◆ **What you are asked to do**
The word "products": in how many lines of the records does it appear? Reply with the number alone.

::: Raw data :::

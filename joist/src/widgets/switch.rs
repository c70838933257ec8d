//! Switch widget state.

use std::sync::atomic::{AtomicBool, Ordering};
use std::sync::Arc;

use serde::Serialize;

use crate::error::ConfigError;
use crate::keys::Key;
use crate::notifier::{ChangeReason, ChangeRequest, ListenerId};
use crate::render::RenderSender;
use crate::state::ControlledValueStore;

/// Snapshot for the attribute layer.
#[derive(Debug, Clone, Copy, PartialEq, Eq, Serialize)]
pub struct SwitchSnapshot {
    pub checked: bool,
    pub disabled: bool,
    pub read_only: bool,
}

/// An on/off switch.
#[derive(Debug, Clone)]
pub struct Switch {
    store: ControlledValueStore<bool>,
    disabled: Arc<AtomicBool>,
    read_only: Arc<AtomicBool>,
}

impl Switch {
    /// Create a switch. `checked` makes it controlled.
    pub fn new(checked: Option<bool>, default_checked: bool) -> Self {
        Self {
            store: ControlledValueStore::new(checked, default_checked),
            disabled: Arc::new(AtomicBool::new(false)),
            read_only: Arc::new(AtomicBool::new(false)),
        }
    }

    pub fn is_checked(&self) -> bool {
        self.store.current()
    }

    pub fn is_disabled(&self) -> bool {
        self.disabled.load(Ordering::SeqCst)
    }

    pub fn is_read_only(&self) -> bool {
        self.read_only.load(Ordering::SeqCst)
    }

    pub fn snapshot(&self) -> SwitchSnapshot {
        SwitchSnapshot {
            checked: self.is_checked(),
            disabled: self.is_disabled(),
            read_only: self.is_read_only(),
        }
    }

    /// Subscribe to checked change requests.
    pub fn on_checked_change<F>(&self, listener: F) -> ListenerId
    where
        F: Fn(&bool, &mut ChangeRequest<bool>) + Send + Sync + 'static,
    {
        self.store.on_change(listener)
    }

    /// Flip the switch (click, Enter or Space).
    pub fn toggle(&self) -> bool {
        if self.is_disabled() || self.is_read_only() {
            return false;
        }
        self.store
            .request_change(!self.is_checked(), ChangeReason::TriggerPress)
    }

    pub fn handle_key(&self, key: Key) -> bool {
        key.is_activation() && self.toggle()
    }

    /// Re-supply the controlled state on a parent render.
    pub fn set_external(&self, checked: Option<bool>) -> Result<bool, ConfigError> {
        self.store.set_external(checked)
    }

    pub fn set_disabled(&self, disabled: bool) {
        self.disabled.store(disabled, Ordering::SeqCst);
    }

    pub fn set_read_only(&self, read_only: bool) {
        self.read_only.store(read_only, Ordering::SeqCst);
    }

    pub fn install_render(&self, sender: RenderSender) {
        self.store.install_render(sender);
    }
}

impl Default for Switch {
    fn default() -> Self {
        Self::new(None, false)
    }
}
mod common;

use std::sync::Arc;

use common::{Call, RecordingDriver};
use joist::driver::InstantDriver;
use joist::error::ConfigError;
use joist::focus::{Direction, Orientation};
use joist::handle::ElementHandle;
use joist::keys::Key;
use joist::notifier::ChangeReason;
use joist::panel::{HiddenMode, PanelPhase};
use joist::widgets::checkbox::{CheckedState, Checkbox};
use joist::widgets::collapsible::{Collapsible, CollapsibleConfig};
use joist::widgets::meter::Meter;
use joist::widgets::navigation_menu::{NavigationMenu, NavigationMenuConfig};
use joist::widgets::progress::{Progress, ProgressStatus};
use joist::widgets::radio::{RadioConfig, RadioGroup};
use joist::widgets::slider::{Slider, SliderConfig};
use joist::widgets::switch::Switch;
use joist::widgets::toolbar::{Toolbar, ToolbarConfig};
use joist::widgets::RangeConfig;

// =============================================================================
// Collapsible Tests
// =============================================================================

#[tokio::test]
async fn test_collapsible_press_opens_panel() {
    let driver = RecordingDriver::new();
    let collapsible = Collapsible::new(CollapsibleConfig::new(), None, false, driver.clone());
    assert_eq!(collapsible.panel().phase(), PanelPhase::Unmounted);

    assert!(collapsible.press());
    assert!(collapsible.is_open());
    assert!(collapsible.context().snapshot().open);
    assert_eq!(collapsible.panel().phase(), PanelPhase::Opening);

    let handle = ElementHandle::new();
    collapsible.panel().attach(handle);
    collapsible.panel().sync_driver().await.unwrap();
    assert_eq!(
        driver.calls()[0],
        Call::Initialize {
            handle,
            initially_open: false,
            prefix: "collapsible-panel".to_string(),
        }
    );
    driver.complete_open(&handle);
    assert_eq!(collapsible.snapshot().panel.phase, PanelPhase::Open);
}

#[test]
fn test_collapsible_controlled() {
    let collapsible = Collapsible::new(
        CollapsibleConfig::new(),
        Some(false),
        false,
        Arc::new(InstantDriver::new()),
    );
    assert!(collapsible.press());
    assert!(!collapsible.is_open());

    assert_eq!(collapsible.set_open(Some(true)), Ok(true));
    assert!(collapsible.is_open());
    assert_eq!(collapsible.panel().phase(), PanelPhase::Opening);
    assert!(collapsible.set_open(None).is_err());
}

#[test]
fn test_collapsible_disabled_and_keys() {
    let collapsible = Collapsible::new(
        CollapsibleConfig::new().disabled(true),
        None,
        false,
        Arc::new(InstantDriver::new()),
    );
    assert!(!collapsible.handle_key(Key::Enter));

    collapsible.set_disabled(false);
    assert!(collapsible.handle_key(Key::Space));
    assert!(!collapsible.handle_key(Key::ArrowDown));
    assert!(collapsible.is_open());
}

#[test]
fn test_collapsible_reveal() {
    let collapsible = Collapsible::new(
        CollapsibleConfig::new().hidden_until_found(true),
        None,
        false,
        Arc::new(InstantDriver::new()),
    );
    assert_eq!(
        collapsible.panel().hidden_mode(),
        Some(HiddenMode::UntilFound)
    );

    assert!(collapsible.reveal());
    assert!(collapsible.is_open());
    assert!(!collapsible.reveal());
}

// =============================================================================
// Checkbox Tests
// =============================================================================

#[test]
fn test_checkbox_toggle() {
    let checkbox = Checkbox::unchecked();
    assert!(checkbox.toggle());
    assert_eq!(checkbox.checked(), CheckedState::Checked);
    assert!(checkbox.toggle());
    assert_eq!(checkbox.checked(), CheckedState::Unchecked);
}

#[test]
fn test_indeterminate_press_checks() {
    let checkbox = Checkbox::new(None, CheckedState::Indeterminate);
    assert!(!checkbox.is_checked());
    assert!(checkbox.toggle());
    assert_eq!(checkbox.checked(), CheckedState::Checked);
}

#[test]
fn test_checkbox_disabled_and_read_only() {
    let checkbox = Checkbox::unchecked();
    checkbox.set_disabled(true);
    assert!(!checkbox.toggle());

    checkbox.set_disabled(false);
    checkbox.set_read_only(true);
    assert!(!checkbox.handle_key(Key::Space));
    assert_eq!(checkbox.checked(), CheckedState::Unchecked);
}

#[test]
fn test_checkbox_space_only() {
    let checkbox = Checkbox::unchecked().required(true);
    assert!(!checkbox.handle_key(Key::Enter));
    assert!(checkbox.handle_key(Key::Space));
    assert!(checkbox.snapshot().required);
    assert!(checkbox.is_dirty());
}

#[test]
fn test_checkbox_controlled() {
    let checkbox = Checkbox::new(Some(CheckedState::Unchecked), CheckedState::Unchecked);
    assert!(checkbox.toggle());
    assert_eq!(checkbox.checked(), CheckedState::Unchecked);
    assert_eq!(checkbox.set_external(Some(CheckedState::Checked)), Ok(true));
    assert!(checkbox.is_checked());
}

// =============================================================================
// Switch Tests
// =============================================================================

#[test]
fn test_switch_toggle() {
    let switch = Switch::default();
    assert!(switch.handle_key(Key::Enter));
    assert!(switch.is_checked());
    assert!(switch.handle_key(Key::Space));
    assert!(!switch.is_checked());
}

#[test]
fn test_switch_cancel_and_read_only() {
    let switch = Switch::new(None, true);
    switch.on_checked_change(|_, request| request.cancel());
    assert!(!switch.toggle());
    assert!(switch.is_checked());

    switch.set_read_only(true);
    assert!(switch.snapshot().read_only);
    assert!(!switch.toggle());
}

// =============================================================================
// Radio Tests
// =============================================================================

#[test]
fn test_radio_press_selects() {
    let group = RadioGroup::new(RadioConfig::new(), None, None);
    let a = group.radio("a", 0u32);
    let b = group.radio("b", 1u32);

    assert!(a.press());
    assert!(a.is_checked());
    assert!(b.press());
    assert_eq!(group.value(), Some("b"));
    assert!(!a.is_checked());
    assert!(!b.press());
}

#[test]
fn test_radio_arrows_select_and_skip_disabled() {
    let group = RadioGroup::new(RadioConfig::new(), None, Some("a"));
    let a = group.radio("a", 0u32);
    let b = group.radio("b", 1u32);
    let c = group.radio("c", 2u32);
    b.set_disabled(true);

    assert_eq!(group.tab_stop(), Some(a.handle()));
    assert!(group.handle_key(Key::ArrowDown));
    assert_eq!(group.value(), Some("c"));
    assert_eq!(c.snapshot().tab_index, 0);

    assert!(group.handle_key(Key::ArrowDown));
    assert_eq!(group.value(), Some("a"));
}

#[test]
fn test_radio_rtl_flips_horizontal() {
    let group = RadioGroup::new(
        RadioConfig::new().direction(Direction::Rtl),
        None,
        Some("a"),
    );
    group.radio("a", 0u32);
    group.radio("b", 1u32);

    assert!(group.handle_key(Key::ArrowLeft));
    assert_eq!(group.value(), Some("b"));
}

#[test]
fn test_radio_read_only_group() {
    let group = RadioGroup::new(RadioConfig::new().read_only(true), None, None);
    let a = group.radio("a", 0u32);
    assert!(!a.press());
    assert_eq!(group.value(), None);
}

#[test]
fn test_radio_unmount_reindexes() {
    let group = RadioGroup::new(RadioConfig::new(), None, None);
    let a = group.radio(1, 0u32);
    let b = group.radio(2, 1u32);
    a.unmount();
    assert_eq!(b.index(), Some(0));
}

// =============================================================================
// Toolbar Tests
// =============================================================================

#[test]
fn test_toolbar_horizontal_roving() {
    let toolbar = Toolbar::new(ToolbarConfig::new());
    let a = toolbar.item(0u32, false, true);
    let b = toolbar.item(1u32, false, true);

    assert_eq!(a.snapshot().tab_index, 0);
    assert_eq!(toolbar.handle_key(Key::ArrowDown), None);
    assert_eq!(toolbar.handle_key(Key::ArrowRight), Some(a.handle()));
    assert_eq!(toolbar.handle_key(Key::ArrowRight), Some(b.handle()));
    assert_eq!(b.snapshot().tab_index, 0);
}

#[test]
fn test_toolbar_disabled_items() {
    let toolbar = Toolbar::new(ToolbarConfig::new().loop_focus(false));
    let a = toolbar.item(0u32, false, true);
    let b = toolbar.item(1u32, true, true);
    let c = toolbar.item(2u32, true, false);
    a.focus();

    assert!(b.is_disabled());
    // Focusable while disabled.
    assert_eq!(toolbar.handle_key(Key::ArrowRight), Some(b.handle()));
    // Not focusable: skipped, and no loop.
    assert_eq!(toolbar.handle_key(Key::ArrowRight), None);
    assert!(!c.focus());
}

#[test]
fn test_toolbar_context_follows_config() {
    let toolbar = Toolbar::new(ToolbarConfig::new());
    let context = toolbar.context();
    toolbar.set_orientation(Orientation::Vertical);
    assert_eq!(context.snapshot().orientation, Orientation::Vertical);
    assert_eq!(context.version(), 1);
}

// =============================================================================
// Navigation Menu Tests
// =============================================================================

#[test]
fn test_navigation_menu_activate_and_close() {
    let menu = NavigationMenu::new(
        NavigationMenuConfig::new(),
        None,
        None,
        Arc::new(InstantDriver::new()),
    );
    let products = menu.item(Some("products"), 0u32).unwrap();
    let docs = menu.item(Some("docs"), 1u32).unwrap();

    assert!(products.press());
    assert!(products.is_active());
    assert_eq!(products.content().phase(), PanelPhase::Opening);

    assert!(docs.press());
    assert_eq!(menu.value(), Some("docs"));
    assert_eq!(products.content().phase(), PanelPhase::Unmounted);

    // Pressing the active trigger closes it.
    assert!(docs.press());
    assert!(!menu.is_open());
}

#[test]
fn test_navigation_menu_escape() {
    let menu = NavigationMenu::new(
        NavigationMenuConfig::new(),
        None,
        Some("docs"),
        Arc::new(InstantDriver::new()),
    );
    let docs = menu.item(Some("docs"), 0u32).unwrap();
    assert_eq!(docs.content().phase(), PanelPhase::Open);

    assert!(menu.handle_key(Key::Escape));
    assert_eq!(menu.value(), None);
    assert_eq!(docs.content().phase(), PanelPhase::Closing);
    assert!(!menu.handle_key(Key::Escape));
}

#[test]
fn test_navigation_menu_trigger_focus() {
    let menu: NavigationMenu<&str> = NavigationMenu::new(
        NavigationMenuConfig::new(),
        None,
        None,
        Arc::new(InstantDriver::new()),
    );
    let a = menu.item(Some("a"), 0u32).unwrap();
    let b = menu.item(Some("b"), 1u32).unwrap();
    a.press();

    assert!(menu.handle_key(Key::ArrowRight));
    assert_eq!(b.snapshot().tab_index, 0);
}

// =============================================================================
// Slider Tests
// =============================================================================

#[test]
fn test_slider_rejects_bad_config() {
    assert_eq!(
        Slider::new(SliderConfig::new().range(10.0, 10.0), None, vec![10.0]).err(),
        Some(ConfigError::InvalidRange {
            min: 10.0,
            max: 10.0
        })
    );
    assert_eq!(
        Slider::new(SliderConfig::new().step(0.0), None, vec![0.0]).err(),
        Some(ConfigError::InvalidStep { step: 0.0 })
    );
}

#[test]
fn test_slider_snaps_and_clamps() {
    let slider = Slider::new(SliderConfig::new().step(5.0), None, vec![12.0]).unwrap();
    assert_eq!(slider.values(), vec![10.0]);

    assert!(slider.set_thumb(0, 150.0, ChangeReason::Pointer));
    assert_eq!(slider.value(0), Some(100.0));
    assert!(slider.set_thumb(0, -3.0, ChangeReason::Pointer));
    assert_eq!(slider.value(0), Some(0.0));
}

#[test]
fn test_slider_decimal_step() {
    let slider = Slider::new(
        SliderConfig::new().range(0.0, 1.0).step(0.1),
        None,
        vec![0.0],
    )
    .unwrap();
    for _ in 0..3 {
        slider.handle_key(0, Key::ArrowRight);
    }
    assert_eq!(slider.value(0), Some(0.3));
}

#[test]
fn test_slider_thumbs_do_not_cross() {
    let slider = Slider::new(
        SliderConfig::new().min_steps_between_values(2),
        None,
        vec![40.0, 20.0],
    )
    .unwrap();
    assert_eq!(slider.values(), vec![20.0, 40.0]);

    slider.set_thumb(0, 90.0, ChangeReason::Pointer);
    assert_eq!(slider.values(), vec![38.0, 40.0]);
    slider.set_thumb(1, 0.0, ChangeReason::Pointer);
    assert_eq!(slider.values(), vec![38.0, 40.0]);
}

#[test]
fn test_slider_keys() {
    let slider = Slider::new(SliderConfig::new(), None, vec![50.0]).unwrap();
    slider.handle_key(0, Key::ArrowRight);
    assert_eq!(slider.value(0), Some(51.0));
    slider.handle_key(0, Key::PageDown);
    assert_eq!(slider.value(0), Some(41.0));
    slider.handle_key(0, Key::End);
    assert_eq!(slider.value(0), Some(100.0));
    assert!(!slider.handle_key(0, Key::ArrowUp));
    slider.handle_key(0, Key::Home);
    assert_eq!(slider.value(0), Some(0.0));
    assert!(!slider.handle_key(3, Key::Home));
}

#[test]
fn test_slider_rtl_flips_arrows() {
    let slider = Slider::new(
        SliderConfig::new().direction(Direction::Rtl),
        None,
        vec![50.0],
    )
    .unwrap();
    slider.handle_key(0, Key::ArrowRight);
    assert_eq!(slider.value(0), Some(49.0));
    slider.handle_key(0, Key::ArrowUp);
    assert_eq!(slider.value(0), Some(50.0));
}

#[test]
fn test_slider_disabled_and_snapshot() {
    let slider = Slider::new(SliderConfig::new().range(0.0, 200.0), None, vec![50.0]).unwrap();
    let snapshot = slider.snapshot();
    assert_eq!(snapshot.percents, vec![25.0]);

    slider.set_disabled(true);
    assert!(!slider.handle_key(0, Key::End));
    assert!(slider.snapshot().disabled);
}

#[test]
fn test_slider_controlled() {
    let slider = Slider::new(SliderConfig::new(), Some(vec![10.0]), vec![]).unwrap();
    assert!(slider.set_thumb(0, 20.0, ChangeReason::Pointer));
    assert_eq!(slider.values(), vec![10.0]);
    assert_eq!(slider.set_values(Some(vec![20.0])), Ok(true));
    assert_eq!(slider.values(), vec![20.0]);
}

// =============================================================================
// Progress and Meter Tests
// =============================================================================

#[test]
fn test_progress_status() {
    let progress = Progress::new(RangeConfig::default(), Some(30.0)).unwrap();
    assert_eq!(progress.status(), ProgressStatus::Progressing);
    assert_eq!(progress.percent(), Some(30.0));

    assert!(progress.set_value(Some(250.0)));
    assert_eq!(progress.value(), Some(100.0));
    assert_eq!(progress.status(), ProgressStatus::Complete);

    assert!(progress.set_value(None));
    assert_eq!(progress.status(), ProgressStatus::Indeterminate);
    assert_eq!(progress.percent(), None);
    assert!(!progress.set_value(None));
}

#[test]
fn test_progress_custom_range() {
    let progress = Progress::new(RangeConfig::new(10.0, 20.0), Some(15.0)).unwrap();
    assert_eq!(progress.percent(), Some(50.0));
    assert!(Progress::new(RangeConfig::new(5.0, 1.0), None).is_err());
    assert_eq!(Progress::indeterminate().status(), ProgressStatus::Indeterminate);
}

#[test]
fn test_meter_clamps() {
    let meter = Meter::new(RangeConfig::new(0.0, 1.0), 1.5).unwrap();
    assert_eq!(meter.value(), 1.0);
    assert_eq!(meter.percent(), 100.0);

    assert!(meter.set_value(0.25));
    assert_eq!(meter.snapshot().percent, 25.0);
    assert!(Meter::new(RangeConfig::new(0.0, f64::INFINITY), 0.0).is_err());
}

:::

◆ **Output**
5